■ **What you should do**: Read the records below and copy each line that contains "OsRng".
═════ Data for analysis ═════
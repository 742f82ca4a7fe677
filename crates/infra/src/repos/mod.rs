mod link_code;
mod refresh_token;
mod schedule;
mod shared;
mod task;
mod user;

use link_code::{InMemoryLinkCodeRepo, PostgresLinkCodeRepo};
pub use link_code::ILinkCodeRepo;
use refresh_token::{InMemoryRefreshTokenRepo, PostgresRefreshTokenRepo};
pub use refresh_token::IRefreshTokenRepo;
use schedule::{InMemoryScheduleRepo, PostgresScheduleRepo};
pub use schedule::IScheduleRepo;
pub use shared::repo::DeleteResult;
use sqlx::postgres::PgPoolOptions;
use std::sync::Arc;
use task::{InMemoryTaskRepo, PostgresTaskRepo};
pub use task::ITaskRepo;
use tracing::info;
use user::{InMemoryUserRepo, PostgresUserRepo};
pub use user::IUserRepo;

#[derive(Clone)]
pub struct Repos {
    pub users: Arc<dyn IUserRepo>,
    pub schedules: Arc<dyn IScheduleRepo>,
    pub tasks: Arc<dyn ITaskRepo>,
    pub refresh_tokens: Arc<dyn IRefreshTokenRepo>,
    pub link_codes: Arc<dyn ILinkCodeRepo>,
}

impl Repos {
    pub async fn create_postgres(
        connection_string: &str,
    ) -> Result<Self, Box<dyn std::error::Error>> {
        let pool = PgPoolOptions::new()
            .max_connections(5)
            .connect(connection_string)
            .await?;

        // This is needed to make sure that db is ready when opening server
        info!("DB CHECKING CONNECTION ...");
        sqlx::query("SELECT 1").fetch_one(&pool).await?;
        info!("DB CHECKING CONNECTION ... [done]");

        Ok(Self {
            users: Arc::new(PostgresUserRepo::new(pool.clone())),
            schedules: Arc::new(PostgresScheduleRepo::new(pool.clone())),
            tasks: Arc::new(PostgresTaskRepo::new(pool.clone())),
            refresh_tokens: Arc::new(PostgresRefreshTokenRepo::new(pool.clone())),
            link_codes: Arc::new(PostgresLinkCodeRepo::new(pool)),
        })
    }

    pub fn create_inmemory() -> Self {
        // Tasks look up schedules to resolve dates, so the two stores share
        // the schedule repo
        let schedules = Arc::new(InMemoryScheduleRepo::new());
        Self {
            users: Arc::new(InMemoryUserRepo::new()),
            schedules: schedules.clone(),
            tasks: Arc::new(InMemoryTaskRepo::new(schedules)),
            refresh_tokens: Arc::new(InMemoryRefreshTokenRepo::new()),
            link_codes: Arc::new(InMemoryLinkCodeRepo::new()),
        }
    }
}
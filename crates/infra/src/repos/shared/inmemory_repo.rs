use crate::repos::shared::repo::DeleteResult;
use dayline_domain::{Entity, ID};
use std::sync::Mutex;

/// Useful functions for creating inmemory repositories

pub fn insert<T: Clone>(val: &T, collection: &Mutex<Vec<T>>) {
    let mut collection = collection.lock().unwrap();
    collection.push(val.clone());
}

pub fn save<T: Clone + Entity<ID>>(val: &T, collection: &Mutex<Vec<T>>) {
    let mut collection = collection.lock().unwrap();
    for i in 0..collection.len() {
        if collection[i].id() == val.id() {
            collection.splice(i..i + 1, vec![val.clone()]);
        }
    }
}

pub fn find<T: Clone + Entity<ID>>(val_id: &ID, collection: &Mutex<Vec<T>>) -> Option<T> {
    let collection = collection.lock().unwrap();
    for item in collection.iter() {
        if item.id() == *val_id {
            return Some(item.clone());
        }
    }
    None
}

pub fn find_by<T: Clone, F: FnMut(&T) -> bool>(
    collection: &Mutex<Vec<T>>,
    mut compare: F,
) -> Vec<T> {
    let collection = collection.lock().unwrap();
    let mut items = Vec::new();
    for item in collection.iter() {
        if compare(item) {
            items.push(item.clone());
        }
    }
    items
}

pub fn delete_by<T: Clone, F: Fn(&T) -> bool>(
    collection: &Mutex<Vec<T>>,
    compare: F,
) -> DeleteResult {
    DeleteResult {
        deleted_count: find_and_delete_by(collection, compare).len() as i64,
    }
}

pub fn find_and_delete_by<T: Clone, F: Fn(&T) -> bool>(
    collection: &Mutex<Vec<T>>,
    compare: F,
) -> Vec<T> {
    let mut collection = collection.lock().unwrap();
    let mut deleted_items = Vec::new();

    for index in (0..collection.len()).rev() {
        if compare(&collection[index]) {
            let deleted_item = collection.remove(index);
            deleted_items.push(deleted_item);
        }
    }

    deleted_items
}

pub fn update_many<T: Clone, F: Fn(&T) -> bool, U: Fn(&mut T)>(
    collection: &Mutex<Vec<T>>,
    compare: F,
    update: U,
) {
    let mut collection = collection.lock().unwrap();

    for item in collection.iter_mut() {
        if compare(item) {
            update(item);
        }
    }
}
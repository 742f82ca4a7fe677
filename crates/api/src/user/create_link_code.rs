use crate::shared::usecase::{execute, UseCase};
use crate::{error::DaylineError, shared::auth::protect_route};
use actix_web::{web, HttpRequest, HttpResponse};
use dayline_api_structs::create_link_code::*;
use dayline_domain::{TelegramLinkCode, ID};
use dayline_infra::DaylineContext;

pub async fn create_link_code_controller(
    http_req: HttpRequest,
    ctx: web::Data<DaylineContext>,
) -> Result<HttpResponse, DaylineError> {
    let user = protect_route(&http_req, &ctx).await?;

    let usecase = CreateLinkCodeUseCase { user_id: user.id };

    execute(usecase, &ctx)
        .await
        .map(|res| {
            HttpResponse::Ok().json(APIResponse {
                code: res.code.code,
                expires_at: res.code.expires_at,
            })
        })
        .map_err(DaylineError::from)
}

#[derive(Debug)]
pub struct CreateLinkCodeUseCase {
    pub user_id: ID,
}

#[derive(Debug)]
pub struct UseCaseRes {
    pub code: TelegramLinkCode,
}

#[derive(Debug, PartialEq)]
pub enum UseCaseError {
    StorageError,
}

impl From<UseCaseError> for DaylineError {
    fn from(e: UseCaseError) -> Self {
        match e {
            UseCaseError::StorageError => Self::InternalError,
        }
    }
}

#[async_trait::async_trait(?Send)]
impl UseCase for CreateLinkCodeUseCase {
    type Response = UseCaseRes;

    type Error = UseCaseError;

    const NAME: &'static str = "CreateLinkCode";

    /// A new code always replaces the outstanding one, at most one code
    /// per user can be redeemed
    async fn execute(&mut self, ctx: &DaylineContext) -> Result<Self::Response, Self::Error> {
        let now = ctx.sys.get_timestamp_millis();
        let code = TelegramLinkCode::new(self.user_id.clone(), now + ctx.config.link_code_ttl);

        match ctx.repos.link_codes.replace_for_user(&code).await {
            Ok(_) => Ok(UseCaseRes { code }),
            Err(_) => Err(UseCaseError::StorageError),
        }
    }
}

#[cfg(test)]
mod tests {
    use super::*;
    use dayline_domain::User;

    #[actix_web::main]
    #[test]
    async fn it_issues_codes_and_replaces_outstanding_ones() {
        let ctx = DaylineContext::create_inmemory();
        let user = User::new("lena".into(), "hash".into(), None, 0);
        ctx.repos.users.insert(&user).await.expect("To insert user");

        let mut usecase = CreateLinkCodeUseCase {
            user_id: user.id.clone(),
        };
        let first = usecase.execute(&ctx).await.expect("To create link code");
        assert_eq!(first.code.code.len(), 6);
        assert!(first.code.code.chars().all(|c| c.is_ascii_digit()));

        let mut usecase = CreateLinkCodeUseCase {
            user_id: user.id.clone(),
        };
        let second = usecase.execute(&ctx).await.expect("To create link code");

        assert!(ctx
            .repos
            .link_codes
            .find_by_code(&first.code.code)
            .await
            .is_none());
        assert!(ctx
            .repos
            .link_codes
            .find_by_code(&second.code.code)
            .await
            .is_some());
    }
}
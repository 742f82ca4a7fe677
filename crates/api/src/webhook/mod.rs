mod telegram;

use actix_web::web;
use telegram::telegram_webhook_controller;

pub fn configure_routes(cfg: &mut web::ServiceConfig) {
    cfg.route(
        "/webhook/telegram",
        web::post().to(telegram_webhook_controller),
    );
}
use crate::{APIResponse, BaseClient};
use dayline_api_structs::*;
use reqwest::StatusCode;
use std::sync::Arc;

#[derive(Clone)]
pub struct UserClient {
    base: Arc<BaseClient>,
}

#[derive(Default)]
pub struct UpdateSettingsInput {
    pub name: Option<String>,
    pub remind_before: Option<bool>,
    pub remind_on_start: Option<bool>,
    pub nudge_mid: Option<bool>,
    pub congratulate_on_end: Option<bool>,
    pub slot_duration_minutes: Option<i64>,
    pub timezone: Option<String>,
}

impl UserClient {
    pub(crate) fn new(base: Arc<BaseClient>) -> Self {
        Self { base }
    }

    pub async fn get_settings(&self) -> APIResponse<get_settings::APIResponse> {
        self.base.get("user/settings".into(), StatusCode::OK).await
    }

    pub async fn update_settings(
        &self,
        input: UpdateSettingsInput,
    ) -> APIResponse<update_settings::APIResponse> {
        let body = update_settings::RequestBody {
            name: input.name,
            remind_before: input.remind_before,
            remind_on_start: input.remind_on_start,
            nudge_mid: input.nudge_mid,
            congratulate_on_end: input.congratulate_on_end,
            slot_duration_minutes: input.slot_duration_minutes,
            timezone: input.timezone,
        };
        self.base
            .put(body, "user/settings".into(), StatusCode::OK)
            .await
    }

    pub async fn create_link_code(&self) -> APIResponse<create_link_code::APIResponse> {
        self.base
            .post((), "user/telegram/link".into(), StatusCode::OK)
            .await
    }

    pub async fn unlink_telegram(&self) -> APIResponse<unlink_telegram::APIResponse> {
        self.base
            .post((), "user/telegram/unlink".into(), StatusCode::OK)
            .await
    }
}
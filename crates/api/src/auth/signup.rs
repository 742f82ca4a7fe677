use crate::error::DaylineError;
use crate::shared::auth::create_access_token;
use crate::shared::usecase::{execute, UseCase};
use actix_web::{web, HttpResponse};
use argon2::password_hash::{rand_core::OsRng, SaltString};
use argon2::{Argon2, PasswordHasher};
use dayline_api_structs::signup::*;
use dayline_domain::{RefreshToken, User};
use dayline_infra::DaylineContext;

pub async fn signup_controller(
    body: web::Json<RequestBody>,
    ctx: web::Data<DaylineContext>,
) -> Result<HttpResponse, DaylineError> {
    let usecase = SignupUseCase {
        username: body.0.username,
        password: body.0.password,
        name: body.0.name,
    };

    let res = execute(usecase, &ctx).await.map_err(DaylineError::from)?;
    let access_token = create_access_token(&res.user.id, &ctx)?;

    Ok(HttpResponse::Created().json(APIResponse {
        access_token,
        refresh_token: res.refresh_token.token,
    }))
}

#[derive(Debug)]
pub struct SignupUseCase {
    pub username: String,
    pub password: String,
    pub name: Option<String>,
}

#[derive(Debug)]
pub struct UseCaseRes {
    pub user: User,
    pub refresh_token: RefreshToken,
}

#[derive(Debug, PartialEq)]
pub enum UseCaseError {
    StorageError,
    UsernameTaken,
    EmptyUsername,
    PasswordTooShort,
}

impl From<UseCaseError> for DaylineError {
    fn from(e: UseCaseError) -> Self {
        match e {
            UseCaseError::StorageError => Self::InternalError,
            UseCaseError::UsernameTaken => Self::Conflict(
                "A user with that username already exists. Usernames need to be unique.".into(),
            ),
            UseCaseError::EmptyUsername => {
                Self::BadClientData("Username must not be empty.".into())
            }
            UseCaseError::PasswordTooShort => {
                Self::BadClientData("Password must be at least 8 characters long.".into())
            }
        }
    }
}

#[async_trait::async_trait(?Send)]
impl UseCase for SignupUseCase {
    type Response = UseCaseRes;

    type Error = UseCaseError;

    const NAME: &'static str = "Signup";

    async fn execute(&mut self, ctx: &DaylineContext) -> Result<Self::Response, Self::Error> {
        let username = self.username.trim().to_lowercase();
        if username.is_empty() {
            return Err(UseCaseError::EmptyUsername);
        }
        if self.password.chars().count() < 8 {
            return Err(UseCaseError::PasswordTooShort);
        }

        if ctx.repos.users.find_by_username(&username).await.is_some() {
            return Err(UseCaseError::UsernameTaken);
        }

        let salt = SaltString::generate(&mut OsRng);
        let password_hash = Argon2::default()
            .hash_password(self.password.as_bytes(), &salt)
            .map_err(|_| UseCaseError::StorageError)?
            .to_string();

        let now = ctx.sys.get_timestamp_millis();
        let user = User::new(username, password_hash, self.name.clone(), now);
        if ctx.repos.users.insert(&user).await.is_err() {
            return Err(UseCaseError::StorageError);
        }

        let refresh_token =
            RefreshToken::new(user.id.clone(), now + ctx.config.refresh_token_ttl);
        if ctx.repos.refresh_tokens.insert(&refresh_token).await.is_err() {
            return Err(UseCaseError::StorageError);
        }

        Ok(UseCaseRes {
            user,
            refresh_token,
        })
    }
}
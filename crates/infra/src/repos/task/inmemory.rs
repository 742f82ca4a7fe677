use super::ITaskRepo;
use crate::repos::schedule::{IScheduleRepo, InMemoryScheduleRepo};
use crate::repos::shared::inmemory_repo::*;
use dayline_domain::{Day, ReminderClass, TaskBlock, ID};
use std::sync::{Arc, Mutex};

pub struct InMemoryTaskRepo {
    tasks: Mutex<Vec<TaskBlock>>,
    schedules: Arc<InMemoryScheduleRepo>,
}

impl InMemoryTaskRepo {
    pub fn new(schedules: Arc<InMemoryScheduleRepo>) -> Self {
        Self {
            tasks: Mutex::new(Vec::new()),
            schedules,
        }
    }
}

#[async_trait::async_trait]
impl ITaskRepo for InMemoryTaskRepo {
    async fn replace_for_schedule(
        &self,
        schedule_id: &ID,
        tasks: &[TaskBlock],
    ) -> anyhow::Result<()> {
        find_and_delete_by(&self.tasks, |task| task.schedule_id == *schedule_id);
        for task in tasks {
            insert(task, &self.tasks);
        }
        Ok(())
    }

    async fn find_by_schedule(&self, schedule_id: &ID) -> Vec<TaskBlock> {
        let mut tasks = find_by(&self.tasks, |task| task.schedule_id == *schedule_id);
        tasks.sort_by_key(|task| task.start.minutes_of_day());
        tasks
    }

    async fn find_by_external_id(&self, user_id: &ID, external_id: &str) -> Option<TaskBlock> {
        find_by(&self.tasks, |task| {
            task.user_id == *user_id && task.external_id == external_id
        })
        .into_iter()
        .next()
    }

    async fn find_active_by_user_and_date(
        &self,
        user_id: &ID,
        date: &Day,
    ) -> anyhow::Result<Vec<TaskBlock>> {
        let schedule = match self.schedules.find_by_user_and_date(user_id, date).await {
            Some(schedule) => schedule,
            None => return Ok(Vec::new()),
        };
        let mut tasks = find_by(&self.tasks, |task| {
            task.schedule_id == schedule.id && !task.completed
        });
        tasks.sort_by_key(|task| task.start.minutes_of_day());
        Ok(tasks)
    }

    async fn mark_completed(&self, task_id: &ID, completed_at: i64) -> anyhow::Result<()> {
        update_many(
            &self.tasks,
            |task| task.id == *task_id,
            |task| {
                task.completed = true;
                if task.completed_at.is_none() {
                    task.completed_at = Some(completed_at);
                }
            },
        );
        Ok(())
    }

    async fn mark_reminder_sent(
        &self,
        task_id: &ID,
        class: ReminderClass,
    ) -> anyhow::Result<()> {
        update_many(
            &self.tasks,
            |task| task.id == *task_id,
            |task| task.sent.mark_sent(class),
        );
        Ok(())
    }
}
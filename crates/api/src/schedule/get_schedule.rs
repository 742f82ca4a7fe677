use crate::{error::DaylineError, shared::auth::protect_route};
use actix_web::{web, HttpRequest, HttpResponse};
use dayline_api_structs::get_schedule::*;
use dayline_infra::DaylineContext;

/// A date the user never saved anything for reads back as an empty
/// schedule, not as a 404.
pub async fn get_schedule_controller(
    http_req: HttpRequest,
    path: web::Path<PathParams>,
    ctx: web::Data<DaylineContext>,
) -> Result<HttpResponse, DaylineError> {
    let user = protect_route(&http_req, &ctx).await?;
    let date = path.into_inner().date;

    let res = match ctx
        .repos
        .schedules
        .find_by_user_and_date(&user.id, &date)
        .await
    {
        Some(schedule) => {
            let tasks = ctx.repos.tasks.find_by_schedule(&schedule.id).await;
            APIResponse::new(schedule, tasks)
        }
        None => APIResponse::empty(date),
    };

    Ok(HttpResponse::Ok().json(res))
}
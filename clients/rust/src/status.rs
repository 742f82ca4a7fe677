use crate::{APIResponse, BaseClient};
use dayline_api_structs::*;
use reqwest::StatusCode;
use std::sync::Arc;

#[derive(Clone)]
pub struct StatusClient {
    base: Arc<BaseClient>,
}

impl StatusClient {
    pub(crate) fn new(base: Arc<BaseClient>) -> Self {
        Self { base }
    }

    pub async fn check_health(&self) -> APIResponse<get_service_health::APIResponse> {
        self.base.get("".into(), StatusCode::OK).await
    }
}
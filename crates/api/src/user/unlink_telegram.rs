use crate::shared::usecase::{execute, UseCase};
use crate::{error::DaylineError, shared::auth::protect_route};
use actix_web::{web, HttpRequest, HttpResponse};
use dayline_api_structs::unlink_telegram::*;
use dayline_domain::User;
use dayline_infra::DaylineContext;

pub async fn unlink_telegram_controller(
    http_req: HttpRequest,
    ctx: web::Data<DaylineContext>,
) -> Result<HttpResponse, DaylineError> {
    let user = protect_route(&http_req, &ctx).await?;

    let usecase = UnlinkTelegramUseCase { user };

    execute(usecase, &ctx)
        .await
        .map(|res| HttpResponse::Ok().json(APIResponse::new(res.user)))
        .map_err(DaylineError::from)
}

#[derive(Debug)]
pub struct UnlinkTelegramUseCase {
    pub user: User,
}

#[derive(Debug)]
pub struct UseCaseRes {
    pub user: User,
}

#[derive(Debug, PartialEq)]
pub enum UseCaseError {
    StorageError,
}

impl From<UseCaseError> for DaylineError {
    fn from(e: UseCaseError) -> Self {
        match e {
            UseCaseError::StorageError => Self::InternalError,
        }
    }
}

#[async_trait::async_trait(?Send)]
impl UseCase for UnlinkTelegramUseCase {
    type Response = UseCaseRes;

    type Error = UseCaseError;

    const NAME: &'static str = "UnlinkTelegram";

    /// Unlinking when no telegram chat is attached is a noop
    async fn execute(&mut self, ctx: &DaylineContext) -> Result<Self::Response, Self::Error> {
        let mut user = self.user.clone();
        user.telegram = None;
        user.updated = ctx.sys.get_timestamp_millis();

        match ctx.repos.users.save(&user).await {
            Ok(_) => Ok(UseCaseRes { user }),
            Err(_) => Err(UseCaseError::StorageError),
        }
    }
}
use dayline_api::Application;
use dayline_infra::{Config, DaylineContext, InMemoryMessenger};
use dayline_sdk::DaylineSDK;
use std::sync::Arc;

pub struct TestApp {
    pub config: Config,
    /// Handle to the messenger the server delivers telegram texts to
    pub messenger: Arc<InMemoryMessenger>,
}

// Launch the application as a background task
pub async fn spawn_app() -> (TestApp, DaylineSDK, String) {
    let mut ctx = DaylineContext::create_inmemory();
    ctx.config.port = 0; // Random port
    // The suite drives the API directly, the reminder loop should stay
    // quiet while a test runs
    ctx.config.reminder_interval_secs = 60 * 60;
    let messenger = Arc::new(InMemoryMessenger::new());
    ctx.messenger = messenger.clone();

    let config = ctx.config.clone();
    let application = Application::new(ctx)
        .await
        .expect("Failed to build application.");

    let address = format!("http://localhost:{}/api/v1", application.port());
    let _ = actix_web::rt::spawn(async move {
        application
            .start()
            .await
            .expect("Expected application to start");
    });

    let app = TestApp { config, messenger };
    let sdk = DaylineSDK::new(address.clone());
    (app, sdk, address)
}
═════
■ **Exercise output**:
use argon2::password_hash::{rand_core::OsRng, SaltString};
        let salt = SaltString::generate(&mut OsRng);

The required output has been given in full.